Tuesday, January 15, 2013 at 4:09PM
Now more than ever, the importance of knowing what sweeteners and sweets you are eating, could play a role in your health. Maple Syrup is good, High Fructose Corn Syrup is bad. "This is your brain on sugar – for real. Scientists have used imaging tests to show for the first time that fructose, a sugar that saturates the American diet, can trigger brain changes that may lead to overeating."
Suspicions about high fructose foods have been evident for the last decade, but now more acute study has shown this sugar's serious negative health side effects.
For the study, scientists used magnetic resonance imaging, or MRI, scans to track blood flow in the brain in 20 young, normal-weight people before and after they had drinks containing glucose or fructose in two sessions several weeks apart.

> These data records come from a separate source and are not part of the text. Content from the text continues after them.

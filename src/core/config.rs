//! Configuration management for the gateway.
//!
//! This module provides configuration handling with:
//! - YAML file support
//! - Environment variable and CLI overrides (applied by `cli`)
//! - Validation and defaults

use crate::core::{GatewayError, Result};
use serde::{Deserialize, Serialize};
use std::net::IpAddr;
use std::time::Duration;

/// Complete gateway configuration
#[derive(Debug, Clone, Serialize, Deserialize, Default)]
#[serde(default)]
pub struct Config {
    /// HTTP server configuration
    pub server: ServerConfig,
    /// ClickHouse connection configuration
    pub clickhouse: ClickHouseConfig,
    /// Write-behind buffer configuration
    pub buffers: BuffersConfig,
    /// Logging configuration
    pub logging: LoggingConfig,
    /// Debug mode
    #[serde(skip)]
    pub debug: bool,
}

/// HTTP server configuration
#[derive(Debug, Clone, Serialize, Deserialize)]
#[serde(default)]
pub struct ServerConfig {
    /// Bind address for the API listener
    pub bind_address: IpAddr,
    /// API port
    pub port: u16,
    /// Maximum concurrently handled requests
    pub max_connections: usize,
}

/// Which storage backend to run against
#[derive(Debug, Clone, Copy, PartialEq, Eq, Serialize, Deserialize, clap::ValueEnum)]
#[serde(rename_all = "lowercase")]
pub enum BackendKind {
    /// ClickHouse over HTTP
    Clickhouse,
    /// Process-local store, for local runs and tests
    Memory,
}

/// ClickHouse connection configuration
#[derive(Debug, Clone, Serialize, Deserialize)]
#[serde(default)]
pub struct ClickHouseConfig {
    /// Backend selection
    pub backend: BackendKind,
    /// Base URL of the ClickHouse HTTP interface
    pub url: String,
    /// Database holding the `samples` and `time_series` tables
    pub database: String,
    /// Optional user name
    pub username: Option<String>,
    /// Optional password
    pub password: Option<String>,
    /// Per-statement timeout
    #[serde(with = "humantime_serde")]
    pub timeout: Duration,
}

/// Configuration of both batch buffers
#[derive(Debug, Clone, Serialize, Deserialize)]
#[serde(default)]
pub struct BuffersConfig {
    /// High-volume sample rows
    pub samples: BufferConfig,
    /// Low-volume label descriptor rows
    pub labels: BufferConfig,
}

/// Flush thresholds for one batch buffer
#[derive(Debug, Clone, PartialEq, Serialize, Deserialize)]
pub struct BufferConfig {
    /// Total buffered rows that force a flush
    pub max_entries: usize,
    /// Flush period for a non-empty generation
    #[serde(with = "humantime_serde")]
    pub max_age: Duration,
    /// Keys written in parallel during one flush
    #[serde(default = "default_flush_concurrency")]
    pub flush_concurrency: usize,
}

fn default_flush_concurrency() -> usize {
    8
}

/// Logging configuration
#[derive(Debug, Clone, Serialize, Deserialize)]
#[serde(default)]
pub struct LoggingConfig {
    /// Log level
    pub level: LogLevel,
    /// Emit JSON lines instead of compact text
    pub structured: bool,
}

/// Log levels
#[derive(Debug, Clone, Copy, Serialize, Deserialize)]
#[serde(rename_all = "lowercase")]
pub enum LogLevel {
    /// Everything, including per-row detail
    Trace,
    /// Per-request and per-flush events
    Debug,
    /// Lifecycle events
    Info,
    /// Skipped streams and entries
    Warn,
    /// Failed writes only
    Error,
}

impl Default for ServerConfig {
    fn default() -> Self {
        ServerConfig {
            bind_address: IpAddr::from([0, 0, 0, 0]),
            port: 3100,
            max_connections: 1024,
        }
    }
}

impl Default for ClickHouseConfig {
    fn default() -> Self {
        ClickHouseConfig {
            backend: BackendKind::Clickhouse,
            url: "http://localhost:8123".to_string(),
            database: "loki".to_string(),
            username: None,
            password: None,
            timeout: Duration::from_secs(30),
        }
    }
}

impl Default for BuffersConfig {
    fn default() -> Self {
        BuffersConfig {
            samples: BufferConfig::samples(),
            labels: BufferConfig::labels(),
        }
    }
}

impl BufferConfig {
    /// Defaults for the sample buffer: large batches, short age
    pub fn samples() -> Self {
        BufferConfig {
            max_entries: 5000,
            max_age: Duration::from_secs(2),
            flush_concurrency: default_flush_concurrency(),
        }
    }

    /// Defaults for the label descriptor buffer: small batches, longer age
    pub fn labels() -> Self {
        BufferConfig {
            max_entries: 100,
            max_age: Duration::from_secs(5),
            flush_concurrency: default_flush_concurrency(),
        }
    }

    fn validate(&self, name: &str) -> Result<()> {
        if self.max_entries == 0 {
            return Err(GatewayError::config(format!(
                "buffers.{}.max_entries must be greater than 0",
                name
            )));
        }
        if self.max_age.is_zero() {
            return Err(GatewayError::config(format!(
                "buffers.{}.max_age must be greater than 0",
                name
            )));
        }
        if self.flush_concurrency == 0 {
            return Err(GatewayError::config(format!(
                "buffers.{}.flush_concurrency must be greater than 0",
                name
            )));
        }
        Ok(())
    }
}

impl Default for LoggingConfig {
    fn default() -> Self {
        LoggingConfig {
            level: LogLevel::Info,
            structured: false,
        }
    }
}

impl Config {
    /// Create new config with defaults
    pub fn new() -> Result<Self> {
        let config = Config::default();
        config.validate()?;
        Ok(config)
    }

    /// Validate the configuration
    pub fn validate(&self) -> Result<()> {
        if self.server.max_connections == 0 {
            return Err(GatewayError::config("max_connections must be greater than 0"));
        }

        if self.clickhouse.database.is_empty() {
            return Err(GatewayError::config("clickhouse.database must not be empty"));
        }

        if !self
            .clickhouse
            .database
            .chars()
            .all(|c| c.is_ascii_alphanumeric() || c == '_')
        {
            return Err(GatewayError::config(format!(
                "clickhouse.database '{}' may only contain [A-Za-z0-9_]",
                self.clickhouse.database
            )));
        }

        if self.clickhouse.backend == BackendKind::Clickhouse
            && !(self.clickhouse.url.starts_with("http://")
                || self.clickhouse.url.starts_with("https://"))
        {
            return Err(GatewayError::config(format!(
                "clickhouse.url must start with http:// or https://, got '{}'",
                self.clickhouse.url
            )));
        }

        self.buffers.samples.validate("samples")?;
        self.buffers.labels.validate("labels")?;

        Ok(())
    }
}

impl LogLevel {
    /// Convert to tracing filter string
    pub fn as_str(&self) -> &'static str {
        match self {
            LogLevel::Trace => "trace",
            LogLevel::Debug => "debug",
            LogLevel::Info => "info",
            LogLevel::Warn => "warn",
            LogLevel::Error => "error",
        }
    }
}

/// Configuration builder for programmatic construction
pub struct ConfigBuilder {
    config: Config,
}

impl Default for ConfigBuilder {
    fn default() -> Self {
        Self::new()
    }
}

impl ConfigBuilder {
    /// Create a new builder with defaults
    pub fn new() -> Self {
        ConfigBuilder {
            config: Config::default(),
        }
    }

    /// Load configuration from YAML string
    pub fn from_yaml(mut self, yaml: &str) -> Result<Self> {
        self.config = serde_yaml::from_str(yaml)?;
        Ok(self)
    }

    /// Set API port
    pub fn port(mut self, port: u16) -> Self {
        self.config.server.port = port;
        self
    }

    /// Set bind address
    pub fn bind_address(mut self, addr: IpAddr) -> Self {
        self.config.server.bind_address = addr;
        self
    }

    /// Set backend kind
    pub fn backend(mut self, backend: BackendKind) -> Self {
        self.config.clickhouse.backend = backend;
        self
    }

    /// Set ClickHouse base URL
    pub fn clickhouse_url<S: Into<String>>(mut self, url: S) -> Self {
        self.config.clickhouse.url = url.into();
        self
    }

    /// Set ClickHouse database
    pub fn database<S: Into<String>>(mut self, database: S) -> Self {
        self.config.clickhouse.database = database.into();
        self
    }

    /// Set sample buffer thresholds
    pub fn samples_buffer(mut self, max_entries: usize, max_age: Duration) -> Self {
        self.config.buffers.samples.max_entries = max_entries;
        self.config.buffers.samples.max_age = max_age;
        self
    }

    /// Set label buffer thresholds
    pub fn labels_buffer(mut self, max_entries: usize, max_age: Duration) -> Self {
        self.config.buffers.labels.max_entries = max_entries;
        self.config.buffers.labels.max_age = max_age;
        self
    }

    /// Set debug mode
    pub fn debug(mut self, debug: bool) -> Self {
        self.config.debug = debug;
        self
    }

    /// Set ClickHouse credentials
    pub fn credentials<S: Into<String>>(mut self, username: S, password: Option<String>) -> Self {
        self.config.clickhouse.username = Some(username.into());
        self.config.clickhouse.password = password;
        self
    }

    /// Switch to JSON log lines
    pub fn structured_logging(mut self, structured: bool) -> Self {
        self.config.logging.structured = structured;
        self
    }

    /// Build and validate the configuration
    pub fn build(self) -> Result<Config> {
        self.config.validate()?;
        Ok(self.config)
    }
}

#[cfg(test)]
mod tests {
    use super::*;

    #[test]
    fn test_default_config_is_valid() {
        let config = Config::default();
        assert!(config.validate().is_ok());
        assert_eq!(config.buffers.samples.max_entries, 5000);
        assert_eq!(config.buffers.samples.max_age, Duration::from_secs(2));
        assert_eq!(config.buffers.labels.max_entries, 100);
        assert!(config.buffers.labels.max_age > config.buffers.samples.max_age);
    }

    #[test]
    fn test_zero_thresholds_rejected() {
        let mut config = Config::default();
        config.buffers.samples.max_entries = 0;
        assert!(config.validate().is_err());

        let mut config = Config::default();
        config.buffers.labels.max_age = Duration::ZERO;
        assert!(config.validate().is_err());
    }

    #[test]
    fn test_database_name_validation() {
        assert!(ConfigBuilder::new().database("").build().is_err());
        assert!(ConfigBuilder::new().database("loki; DROP").build().is_err());
        assert!(ConfigBuilder::new().database("loki_2").build().is_ok());
    }

    #[test]
    fn test_url_validation_only_for_clickhouse() {
        assert!(ConfigBuilder::new().clickhouse_url("localhost:8123").build().is_err());
        assert!(ConfigBuilder::new()
            .backend(BackendKind::Memory)
            .clickhouse_url("unused")
            .build()
            .is_ok());
    }

    #[test]
    fn test_config_builder() {
        let config = ConfigBuilder::new()
            .port(9000)
            .database("logs")
            .samples_buffer(10, Duration::from_millis(50))
            .debug(true)
            .build()
            .unwrap();

        assert_eq!(config.server.port, 9000);
        assert_eq!(config.clickhouse.database, "logs");
        assert_eq!(config.buffers.samples.max_entries, 10);
        assert_eq!(config.buffers.samples.max_age, Duration::from_millis(50));
        assert!(config.debug);
    }

    #[test]
    fn test_yaml_parsing() {
        let yaml = r#"
server:
  bind_address: "127.0.0.1"
  port: 3200
clickhouse:
  url: "http://clickhouse:8123"
  database: tsdb
  timeout: 5s
buffers:
  samples:
    max_entries: 20000
    max_age: 1s
  labels:
    max_entries: 50
    max_age: 10s
    flush_concurrency: 2
logging:
  level: debug
  structured: true
"#;

        let config = ConfigBuilder::new().from_yaml(yaml).unwrap().build().unwrap();

        assert_eq!(config.server.port, 3200);
        assert_eq!(config.server.max_connections, 1024);
        assert_eq!(config.clickhouse.url, "http://clickhouse:8123");
        assert_eq!(config.clickhouse.database, "tsdb");
        assert_eq!(config.clickhouse.timeout, Duration::from_secs(5));
        assert_eq!(config.buffers.samples.max_entries, 20000);
        assert_eq!(config.buffers.samples.flush_concurrency, 8);
        assert_eq!(config.buffers.labels.max_age, Duration::from_secs(10));
        assert_eq!(config.buffers.labels.flush_concurrency, 2);
        assert!(config.logging.structured);
    }
}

Scans showed that drinking glucose "turns off or suppresses the activity of areas of the brain that are critical for reward and desire for food," said one study leader, Yale University endocrinologist Dr. Robert Sherwin. With fructose, "we don't see those changes," he said. "As a result, the desire to eat continues – it isn't turned off."
What's convincing, said Dr. Jonathan Purnell, an endocrinologist at Oregon Health & Science University, is that the imaging results mirrored how hungry the people said they felt, as well as what earlier studies found in animals.

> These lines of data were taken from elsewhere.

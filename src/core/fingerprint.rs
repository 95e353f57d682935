//! Stable label-set fingerprints.
//!
//! A fingerprint is xxHash64 over [`LabelSet::canonical`] with a fixed seed,
//! so the same label set maps to the same value in every process. Ingestion
//! uses it as the storage key; the query path recomputes it from the
//! selector. Distinct label sets that collide are conflated.

use crate::core::error::{GatewayError, Result};
use crate::core::types::LabelSet;
use serde::{Deserialize, Serialize};
use std::fmt;
use std::str::FromStr;
use xxhash_rust::xxh64::xxh64;

const FINGERPRINT_SEED: u64 = 0;

/// 64-bit identifier of a label set.
#[derive(Debug, Clone, Copy, PartialEq, Eq, Hash, PartialOrd, Ord, Serialize, Deserialize)]
#[serde(transparent)]
pub struct Fingerprint(u64);

impl Fingerprint {
    /// Wraps a raw fingerprint value
    pub const fn from_u64(value: u64) -> Self {
        Self(value)
    }

    /// Numeric form, used as storage key and query literal
    pub const fn as_u64(self) -> u64 {
        self.0
    }

    /// Hex form: 16 lowercase hex digits, big-endian
    pub fn to_hex(self) -> String {
        hex::encode(self.0.to_be_bytes())
    }

    /// Parses the hex form produced by [`Fingerprint::to_hex`]
    pub fn from_hex(s: &str) -> Result<Self> {
        let bytes = hex::decode(s)
            .map_err(|e| GatewayError::parse(format!("invalid fingerprint hex '{}': {}", s, e)))?;
        let bytes: [u8; 8] = bytes
            .try_into()
            .map_err(|_| GatewayError::parse(format!("fingerprint hex '{}' is not 8 bytes", s)))?;
        Ok(Self(u64::from_be_bytes(bytes)))
    }
}

impl fmt::Display for Fingerprint {
    fn fmt(&self, f: &mut fmt::Formatter<'_>) -> fmt::Result {
        write!(f, "{}", self.0)
    }
}

impl FromStr for Fingerprint {
    type Err = GatewayError;

    fn from_str(s: &str) -> Result<Self> {
        s.parse::<u64>()
            .map(Self)
            .map_err(|e| GatewayError::parse(format!("invalid fingerprint '{}': {}", s, e)))
    }
}

/// Computes the fingerprint of a label set.
#[inline]
pub fn fingerprint(labels: &LabelSet) -> Fingerprint {
    Fingerprint(xxh64(labels.canonical().as_bytes(), FINGERPRINT_SEED))
}
//! Storage backends for samples and label descriptors.
//!
//! The gateway writes through [`Backend`] only: batch buffers reach it via
//! the [`SamplesTable`] and [`LabelsTable`] sinks, the query path via
//! [`Backend::select_samples`].

use crate::buffer::FlushSink;
use crate::core::{BackendKind, Config, Fingerprint, LabelDescriptorRow, Result, SampleRow};
use std::sync::Arc;

pub mod clickhouse;
pub mod memory;
pub mod tsv;

pub use clickhouse::ClickHouseBackend;
pub use memory::MemoryBackend;

/// Trait for columnar storage backends.
#[async_trait::async_trait]
pub trait Backend: Send + Sync {
    /// Creates the database and both tables if missing.
    async fn bootstrap(&self) -> Result<()>;

    /// Bulk insert into the `samples` table.
    async fn insert_samples(&self, rows: &[SampleRow]) -> Result<()>;

    /// Bulk insert into the `time_series` table.
    async fn insert_label_descriptors(&self, rows: &[LabelDescriptorRow]) -> Result<()>;

    /// All samples of one series, ordered by timestamp ascending.
    async fn select_samples(&self, fingerprint: Fingerprint) -> Result<Vec<SampleRow>>;

    /// Short backend name for logs and health output.
    fn name(&self) -> &'static str;
}

/// Builds the backend selected by the configuration.
pub fn from_config(config: &Config) -> Result<Arc<dyn Backend>> {
    match config.clickhouse.backend {
        BackendKind::Clickhouse => Ok(Arc::new(ClickHouseBackend::new(&config.clickhouse)?)),
        BackendKind::Memory => Ok(Arc::new(MemoryBackend::new())),
    }
}

/// Flush sink writing sample rows to the `samples` table.
pub struct SamplesTable {
    backend: Arc<dyn Backend>,
}

impl SamplesTable {
    pub fn new(backend: Arc<dyn Backend>) -> Self {
        Self { backend }
    }
}

#[async_trait::async_trait]
impl FlushSink<SampleRow> for SamplesTable {
    async fn write_rows(&self, _key: Fingerprint, rows: &[SampleRow]) -> Result<()> {
        self.backend.insert_samples(rows).await
    }
}

/// Flush sink writing label descriptors to the `time_series` table.
pub struct LabelsTable {
    backend: Arc<dyn Backend>,
}

impl LabelsTable {
    pub fn new(backend: Arc<dyn Backend>) -> Self {
        Self { backend }
    }
}

#[async_trait::async_trait]
impl FlushSink<LabelDescriptorRow> for LabelsTable {
    async fn write_rows(&self, _key: Fingerprint, rows: &[LabelDescriptorRow]) -> Result<()> {
        self.backend.insert_label_descriptors(rows).await
    }
}

#[cfg(test)]
mod tests {
    use super::*;
    use crate::core::{ConfigBuilder, LabelSet};
    use chrono::NaiveDate;

    #[tokio::test]
    async fn test_sinks_write_through_backend() {
        let memory = Arc::new(MemoryBackend::new());
        let backend: Arc<dyn Backend> = memory.clone();
        let fp = Fingerprint::from_u64(5);

        let samples = SamplesTable::new(Arc::clone(&backend));
        samples
            .write_rows(fp, &[SampleRow::new(fp, 10, 0.0, "a".to_string())])
            .await
            .unwrap();

        let labels = LabelsTable::new(backend);
        let date = NaiveDate::from_ymd_opt(2024, 1, 1).unwrap();
        labels
            .write_rows(fp, &[LabelDescriptorRow::new(date, fp, &LabelSet::new().with("a", "b"))])
            .await
            .unwrap();

        assert_eq!(memory.sample_count(), 1);
        assert_eq!(memory.series_count(), 1);
    }

    #[test]
    fn test_from_config_selects_backend() {
        let config = ConfigBuilder::new()
            .backend(BackendKind::Memory)
            .build()
            .unwrap();
        assert_eq!(from_config(&config).unwrap().name(), "memory");

        let config = ConfigBuilder::new().build().unwrap();
        assert_eq!(from_config(&config).unwrap().name(), "clickhouse");
    }
}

"It implies that fructose, at least with regards to promoting food intake and weight gain, is a bad actor compared to glucose," said Purnell. He wrote a commentary that appears with the federally funded study in Wednesday's Journal of the American Medical Association.
Researchers now are testing obese people to see if they react the same way to fructose and glucose as the normal-weight people in this study did.